O al propio E. E. Cummings,
que por aquel entonces era su vecino y se limitaba a comprobar a través
de su ventana, de vez en cuando, que Djuna se encontraba bien.
Lo único
que se escuchaba a veces era una voz desde el interior del piso que
decía: «Quien quiera que esté llamando al timbre, por favor, váyase al
infierno».
En la novela Escaleras hacia el fuego,
Anaïs Nin nombró a uno de sus personajes «Djuna», a lo que Barnes
reaccionó negándole para siempre el saludo a su autora.
Cuando la
librería feminista Djuna Books abrió sus puertas en Greenwich Village,
lo único que recibieron de Barnes fue una llamada telefónica reclamando
que le cambiasen el nombre.
En honor de Djuna Barnes se celebraron
homenajes a los que no asistió.
Se le concedieron distinciones que no
quiso recibir.
Poco a poco, a su puerta comenzaron a llamar estudiantes
de literatura, aspirantes a escritores que deseaban conocer a la
leyenda. Al mito de la literatura modernista.
A la escritora que había
formado parte de la Generación Perdida. A la autora que, a principios
del siglo XX, había intentado colocar en primer plano y normalizar el
feminismo y la homosexualidad de la mujer.
Pero ella, quizá corroída al
fin por su propio gusano, jamás los atendió.

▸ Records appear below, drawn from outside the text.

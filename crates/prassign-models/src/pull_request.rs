use serde::{Deserialize, Serialize};
use time::OffsetDateTime;

use crate::PullRequestStatus;

#[derive(Debug, Clone, Default, Serialize, Deserialize, PartialEq, Eq)]
pub struct PullRequest {
    pub pull_request_id: String,
    pub pull_request_name: String,
    pub author_id: String,
    pub status: PullRequestStatus,
    /// Reviewer IDs, in assignment order.
    pub assigned_reviewers: Vec<String>,
    #[serde(
        rename = "createdAt",
        default,
        skip_serializing_if = "Option::is_none",
        with = "time::serde::rfc3339::option"
    )]
    pub created_at: Option<OffsetDateTime>,
    #[serde(
        rename = "mergedAt",
        default,
        skip_serializing_if = "Option::is_none",
        with = "time::serde::rfc3339::option"
    )]
    pub merged_at: Option<OffsetDateTime>,
}

impl PullRequest {
    pub fn is_merged(&self) -> bool {
        self.status == PullRequestStatus::Merged
    }

    pub fn has_reviewer(&self, user_id: &str) -> bool {
        self.assigned_reviewers.iter().any(|r| r == user_id)
    }

    /// Swap a reviewer in place, keeping the other reviewers' order.
    /// Returns `false` when `old_user_id` is not assigned.
    pub fn replace_reviewer(&mut self, old_user_id: &str, new_user_id: &str) -> bool {
        match self.assigned_reviewers.iter_mut().find(|r| *r == old_user_id) {
            Some(slot) => {
                *slot = new_user_id.into();
                true
            }
            None => false,
        }
    }
}

#[derive(Debug, Clone, Default, Serialize, Deserialize, PartialEq, Eq)]
pub struct PullRequestShort {
    pub pull_request_id: String,
    pub pull_request_name: String,
    pub author_id: String,
    pub status: PullRequestStatus,
}

impl From<PullRequest> for PullRequestShort {
    fn from(pr: PullRequest) -> Self {
        Self {
            pull_request_id: pr.pull_request_id,
            pull_request_name: pr.pull_request_name,
            author_id: pr.author_id,
            status: pr.status,
        }
    }
}
use thiserror::Error;

#[derive(Debug, Error)]
pub enum DatabaseError {
    #[error("Unknown team '{0}'")]
    UnknownTeam(String),

    #[error("Unknown user '{0}'")]
    UnknownUser(String),

    #[error("Unknown pull request '{0}'")]
    UnknownPullRequest(String),

    #[error(transparent)]
    ImplementationError {
        source: Box<dyn std::error::Error + Send + Sync + 'static>,
    },
}

pub type Result<T, E = DatabaseError> = core::result::Result<T, E>;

Murió seis días después de
cumplir los noventa años, en 1982. Sola.
En esa prisión que ella mismo
había aceptado y en la que había permanecido cuatro décadas
enclaustrada, alejada de ese mundo morboso y decadente que la había
derrotado.
Unos
años antes, en 1970, durante una entrevista que, de modo excepcional,
concedió a un profesor de literatura, Djuna Barnes dijo de sí misma:
«Soy la [escritora] desconocida más famosa del mundo; lo sabes,
¿verdad?». Muy a su pesar, yo creo que era exactamente lo contrario.